Work task |
Return the records, each one exactly as written.

Stored entries:
──────

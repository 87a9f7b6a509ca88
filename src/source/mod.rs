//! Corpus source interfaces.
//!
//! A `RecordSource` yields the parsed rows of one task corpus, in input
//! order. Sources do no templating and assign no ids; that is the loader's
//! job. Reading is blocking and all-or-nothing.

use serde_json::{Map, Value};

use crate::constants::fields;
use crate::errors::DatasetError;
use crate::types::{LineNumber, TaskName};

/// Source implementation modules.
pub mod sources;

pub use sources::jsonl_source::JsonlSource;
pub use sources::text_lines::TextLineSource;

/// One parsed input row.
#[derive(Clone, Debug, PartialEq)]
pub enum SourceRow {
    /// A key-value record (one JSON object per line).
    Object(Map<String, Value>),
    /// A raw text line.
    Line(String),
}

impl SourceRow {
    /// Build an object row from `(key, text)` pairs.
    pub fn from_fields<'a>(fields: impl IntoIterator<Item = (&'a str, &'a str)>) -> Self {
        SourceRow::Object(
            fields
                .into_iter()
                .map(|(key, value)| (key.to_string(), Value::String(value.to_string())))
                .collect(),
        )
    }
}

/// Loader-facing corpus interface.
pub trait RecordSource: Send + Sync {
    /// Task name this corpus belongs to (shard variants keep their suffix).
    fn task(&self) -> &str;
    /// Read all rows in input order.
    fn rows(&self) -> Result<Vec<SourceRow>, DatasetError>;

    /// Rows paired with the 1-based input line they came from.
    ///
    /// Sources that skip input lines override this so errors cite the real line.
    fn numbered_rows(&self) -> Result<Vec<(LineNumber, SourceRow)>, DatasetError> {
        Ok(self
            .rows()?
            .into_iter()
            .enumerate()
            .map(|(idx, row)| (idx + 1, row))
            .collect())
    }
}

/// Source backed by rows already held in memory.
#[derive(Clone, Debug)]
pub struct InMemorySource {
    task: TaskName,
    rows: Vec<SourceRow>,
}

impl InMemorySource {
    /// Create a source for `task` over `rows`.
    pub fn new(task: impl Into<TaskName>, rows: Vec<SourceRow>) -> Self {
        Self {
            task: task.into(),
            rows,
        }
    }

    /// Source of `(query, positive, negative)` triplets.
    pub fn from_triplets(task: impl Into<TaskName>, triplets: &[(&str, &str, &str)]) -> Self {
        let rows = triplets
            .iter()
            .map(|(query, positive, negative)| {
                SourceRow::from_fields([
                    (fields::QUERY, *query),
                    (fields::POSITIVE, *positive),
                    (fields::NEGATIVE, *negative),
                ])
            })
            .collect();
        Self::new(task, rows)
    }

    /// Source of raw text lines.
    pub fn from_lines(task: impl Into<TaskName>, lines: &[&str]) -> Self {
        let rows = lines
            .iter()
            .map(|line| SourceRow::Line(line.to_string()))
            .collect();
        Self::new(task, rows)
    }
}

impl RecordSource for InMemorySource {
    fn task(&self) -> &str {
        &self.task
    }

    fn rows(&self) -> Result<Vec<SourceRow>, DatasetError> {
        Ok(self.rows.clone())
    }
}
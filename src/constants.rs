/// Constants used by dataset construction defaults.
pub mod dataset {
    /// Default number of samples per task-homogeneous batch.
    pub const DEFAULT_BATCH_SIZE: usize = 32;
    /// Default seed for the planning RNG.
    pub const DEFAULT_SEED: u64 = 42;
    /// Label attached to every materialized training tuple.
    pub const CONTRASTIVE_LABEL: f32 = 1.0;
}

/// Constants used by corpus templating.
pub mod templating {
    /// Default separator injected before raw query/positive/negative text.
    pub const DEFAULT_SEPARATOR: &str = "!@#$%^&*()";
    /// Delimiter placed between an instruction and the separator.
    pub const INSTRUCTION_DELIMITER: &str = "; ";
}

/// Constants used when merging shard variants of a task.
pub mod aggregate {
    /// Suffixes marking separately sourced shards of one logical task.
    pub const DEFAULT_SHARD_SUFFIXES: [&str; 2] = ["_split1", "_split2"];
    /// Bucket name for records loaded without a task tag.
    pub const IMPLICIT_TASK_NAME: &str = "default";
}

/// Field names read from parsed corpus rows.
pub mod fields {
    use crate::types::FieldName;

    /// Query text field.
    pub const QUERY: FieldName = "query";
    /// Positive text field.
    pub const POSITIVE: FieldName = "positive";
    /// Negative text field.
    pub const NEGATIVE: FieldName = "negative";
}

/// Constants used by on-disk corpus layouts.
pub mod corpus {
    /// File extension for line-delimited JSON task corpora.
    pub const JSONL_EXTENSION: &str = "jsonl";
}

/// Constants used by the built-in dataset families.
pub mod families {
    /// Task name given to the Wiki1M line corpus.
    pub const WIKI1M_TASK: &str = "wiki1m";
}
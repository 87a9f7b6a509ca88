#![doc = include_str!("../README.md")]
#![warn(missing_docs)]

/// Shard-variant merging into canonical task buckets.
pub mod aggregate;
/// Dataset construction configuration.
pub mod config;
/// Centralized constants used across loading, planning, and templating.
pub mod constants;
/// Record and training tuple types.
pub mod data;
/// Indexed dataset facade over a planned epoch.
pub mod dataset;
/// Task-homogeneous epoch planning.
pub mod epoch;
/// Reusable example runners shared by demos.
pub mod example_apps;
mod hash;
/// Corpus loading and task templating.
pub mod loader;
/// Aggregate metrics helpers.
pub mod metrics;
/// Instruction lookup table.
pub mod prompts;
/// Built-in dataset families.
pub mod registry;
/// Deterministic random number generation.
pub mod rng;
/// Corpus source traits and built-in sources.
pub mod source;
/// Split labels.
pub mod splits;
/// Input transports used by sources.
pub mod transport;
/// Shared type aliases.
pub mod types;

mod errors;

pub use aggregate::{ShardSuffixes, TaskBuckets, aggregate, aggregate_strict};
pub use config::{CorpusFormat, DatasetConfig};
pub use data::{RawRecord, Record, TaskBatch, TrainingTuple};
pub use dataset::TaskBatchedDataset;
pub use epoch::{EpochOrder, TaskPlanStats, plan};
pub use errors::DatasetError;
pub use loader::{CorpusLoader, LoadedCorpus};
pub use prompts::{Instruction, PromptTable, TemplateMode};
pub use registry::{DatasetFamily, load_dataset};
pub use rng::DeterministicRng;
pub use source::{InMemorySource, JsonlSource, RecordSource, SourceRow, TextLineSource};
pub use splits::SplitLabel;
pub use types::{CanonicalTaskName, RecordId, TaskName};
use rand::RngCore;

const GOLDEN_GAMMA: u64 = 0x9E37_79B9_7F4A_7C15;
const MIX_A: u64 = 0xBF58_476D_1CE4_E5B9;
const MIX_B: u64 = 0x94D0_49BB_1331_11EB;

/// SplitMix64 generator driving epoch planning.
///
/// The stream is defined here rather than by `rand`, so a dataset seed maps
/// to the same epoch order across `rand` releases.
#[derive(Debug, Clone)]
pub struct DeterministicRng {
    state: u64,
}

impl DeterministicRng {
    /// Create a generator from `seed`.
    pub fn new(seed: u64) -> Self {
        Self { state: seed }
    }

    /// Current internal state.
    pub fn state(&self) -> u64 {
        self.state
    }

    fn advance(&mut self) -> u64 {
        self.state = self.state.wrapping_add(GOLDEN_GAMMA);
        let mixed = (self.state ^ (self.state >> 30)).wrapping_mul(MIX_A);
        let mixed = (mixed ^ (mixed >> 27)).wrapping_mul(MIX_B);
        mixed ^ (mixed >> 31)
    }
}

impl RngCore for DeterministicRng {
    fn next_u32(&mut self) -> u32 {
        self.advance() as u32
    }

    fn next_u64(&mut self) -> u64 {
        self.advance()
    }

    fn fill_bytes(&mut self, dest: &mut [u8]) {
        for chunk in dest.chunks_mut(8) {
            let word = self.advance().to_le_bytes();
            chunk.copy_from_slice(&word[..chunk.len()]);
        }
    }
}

──────

Solution to this problem |
repository 87a9f7b6a509ca88
filename src/source/mod.rs
//! Corpus source interfaces.
//!
//! A `RecordSource` yields the parsed rows of one task corpus, in input
//! order. Sources do no templating and assign no ids; that is the loader's
//! job. Reading is blocking and all-or-nothing.

use serde_json::{Map, Value};

use crate::constants::fields;
use crate::errors::DatasetError;
use crate::types::{LineNumber, TaskName};

/// Source implementation modules.
pub mod sources;

pub use sources::jsonl_source::JsonlSource;
pub use sources::text_lines::TextLineSource;

/// One parsed input row.
#[derive(Clone, Debug, PartialEq)]
pub enum SourceRow {
    /// A key-value record (one JSON object per line).
    Object(Map<String, Value>),
    /// A raw text line.
    Line(String),
}

impl SourceRow {
    /// Build an object row from `(key, text)` pairs.
    pub fn from_fields<'a>(fields: impl IntoIterator<Item = (&'a str, &'a str)>) -> Self {
        SourceRow::Object(
            fields
                .into_iter()
                .map(|(key, value)| (key.to_string(), Value::String(value.to_string())))
                .collect(),
        )
    }
}

/// Loader-facing corpus interface.
pub trait RecordSource: Send + Sync {
    /// Task name this corpus belongs to (shard variants keep their suffix).
    fn task(&self) -> &str;
    /// Read all rows in input order.
    fn rows(&self) -> Result<Vec<SourceRow>, DatasetError>;

    /// Rows paired with the 1-based input line they came from.
    ///
    /// Sources that skip input lines override this so errors cite the real line.
    fn numbered_rows(&self) -> Result<Vec<(LineNumber, SourceRow)>, DatasetError> {
        Ok(self
            .rows()?
            .into_iter()
            .enumerate()
            .map(|(idx, row)| (idx + 1, row))
            .collect())
    }
}

/// Source backed by rows already held in memory.
#[derive(Clone, Debug)]
pub struct InMemorySource {
    task: TaskName,
    rows: Vec<SourceRow>,
}

impl InMemorySource {
    /// Create a source for `task` over `rows`.
    pub fn new(task: impl Into<TaskName>, rows: Vec<SourceRow>) -> Self {
        Self {
            task: task.into(),
            rows,
        }
    }

    /// Source of `(query, positive, negative)` triplets.
    pub fn from_triplets(task: impl Into<TaskName>, triplets: &[(&str, &str, &str)]) -> Self {
        let rows = triplets
            .iter()
            .map(|(query, positive, negative)| {
                SourceRow::from_fields([
                    (fields::QUERY, *query),
                    (fields::POSITIVE, *positive),
                    (fields::NEGATIVE, *negative),
                ])
            })
            .collect();
        Self::new(task, rows)
    }

    /// Source of raw text lines.
    pub fn from_lines(task: impl Into<TaskName>, lines: &[&str]) -> Self {
        let rows = lines
            .iter()
            .map(|line| SourceRow::Line(line.to_string()))
            .collect();
        Self::new(task, rows)
    }
}

impl RecordSource for InMemorySource {
    fn task(&self) -> &str {
        &self.task
    }

    fn rows(&self) -> Result<Vec<SourceRow>, DatasetError> {
        Ok(self.rows.clone())
    }
}
filename src/constants.rs
/// Constants used by dataset construction defaults.
pub mod dataset {
    /// Default number of samples per task-homogeneous batch.
    pub const DEFAULT_BATCH_SIZE: usize = 32;
    /// Default seed for the planning RNG.
    pub const DEFAULT_SEED: u64 = 42;
    /// Label attached to every materialized training tuple.
    pub const CONTRASTIVE_LABEL: f32 = 1.0;
}

/// Constants used by corpus templating.
pub mod templating {
    /// Default separator injected before raw query/positive/negative text.
    pub const DEFAULT_SEPARATOR: &str = "!@#$%^&*()";
    /// Delimiter placed between an instruction and the separator.
    pub const INSTRUCTION_DELIMITER: &str = "; ";
}

/// Constants used when merging shard variants of a task.
pub mod aggregate {
    /// Suffixes marking separately sourced shards of one logical task.
    pub const DEFAULT_SHARD_SUFFIXES: [&str; 2] = ["_split1", "_split2"];
    /// Bucket name for records loaded without a task tag.
    pub const IMPLICIT_TASK_NAME: &str = "default";
}

/// Field names read from parsed corpus rows.
pub mod fields {
    use crate::types::FieldName;

    /// Query text field.
    pub const QUERY: FieldName = "query";
    /// Positive text field.
    pub const POSITIVE: FieldName = "positive";
    /// Negative text field.
    pub const NEGATIVE: FieldName = "negative";
}

/// Constants used by on-disk corpus layouts.
pub mod corpus {
    /// File extension for line-delimited JSON task corpora.
    pub const JSONL_EXTENSION: &str = "jsonl";
}

/// Constants used by the built-in dataset families.
pub mod families {
    /// Task name given to the Wiki1M line corpus.
    pub const WIKI1M_TASK: &str = "wiki1m";
}
repository 87a9f7b6a509ca88
#![doc = include_str!("../README.md")]
#![warn(missing_docs)]

/// Shard-variant merging into canonical task buckets.
pub mod aggregate;
/// Dataset construction configuration.
pub mod config;
/// Centralized constants used across loading, planning, and templating.
pub mod constants;
/// Record and training tuple types.
pub mod data;
/// Indexed dataset facade over a planned epoch.
pub mod dataset;
/// Task-homogeneous epoch planning.
pub mod epoch;
/// Reusable example runners shared by demos.
pub mod example_apps;
mod hash;
/// Corpus loading and task templating.
pub mod loader;
/// Aggregate metrics helpers.
pub mod metrics;
/// Instruction lookup table.
pub mod prompts;
/// Built-in dataset families.
pub mod registry;
/// Deterministic random number generation.
pub mod rng;
/// Corpus source traits and built-in sources.
pub mod source;
/// Split labels.
pub mod splits;
/// Input transports used by sources.
pub mod transport;
/// Shared type aliases.
pub mod types;

mod errors;

pub use aggregate::{ShardSuffixes, TaskBuckets, aggregate, aggregate_strict};
pub use config::{CorpusFormat, DatasetConfig};
pub use data::{RawRecord, Record, TaskBatch, TrainingTuple};
pub use dataset::TaskBatchedDataset;
pub use epoch::{EpochOrder, TaskPlanStats, plan};
pub use errors::DatasetError;
pub use loader::{CorpusLoader, LoadedCorpus};
pub use prompts::{Instruction, PromptTable, TemplateMode};
pub use registry::{DatasetFamily, load_dataset};
pub use rng::DeterministicRng;
pub use source::{InMemorySource, JsonlSource, RecordSource, SourceRow, TextLineSource};
pub use splits::SplitLabel;
pub use types::{CanonicalTaskName, RecordId, TaskName};
use rand::RngCore;

const GOLDEN_GAMMA: u64 = 0x9E37_79B9_7F4A_7C15;
const MIX_A: u64 = 0xBF58_476D_1CE4_E5B9;
const MIX_B: u64 = 0x94D0_49BB_1331_11EB;

/// SplitMix64 generator driving epoch planning.
///
/// The stream is defined here rather than by `rand`, so a dataset seed maps
/// to the same epoch order across `rand` releases.
#[derive(Debug, Clone)]
pub struct DeterministicRng {
    state: u64,
}

impl DeterministicRng {
    /// Create a generator from `seed`.
    pub fn new(seed: u64) -> Self {
        Self { state: seed }
    }

    /// Current internal state.
    pub fn state(&self) -> u64 {
        self.state
    }

    fn advance(&mut self) -> u64 {
        self.state = self.state.wrapping_add(GOLDEN_GAMMA);
        let mixed = (self.state ^ (self.state >> 30)).wrapping_mul(MIX_A);
        let mixed = (mixed ^ (mixed >> 27)).wrapping_mul(MIX_B);
        mixed ^ (mixed >> 31)
    }
}

impl RngCore for DeterministicRng {
    fn next_u32(&mut self) -> u32 {
        self.advance() as u32
    }

    fn next_u64(&mut self) -> u64 {
        self.advance()
    }

    fn fill_bytes(&mut self, dest: &mut [u8]) {
        for chunk in dest.chunks_mut(8) {
            let word = self.advance().to_le_bytes();
            chunk.copy_from_slice(&word[..chunk.len()]);
        }
    }
}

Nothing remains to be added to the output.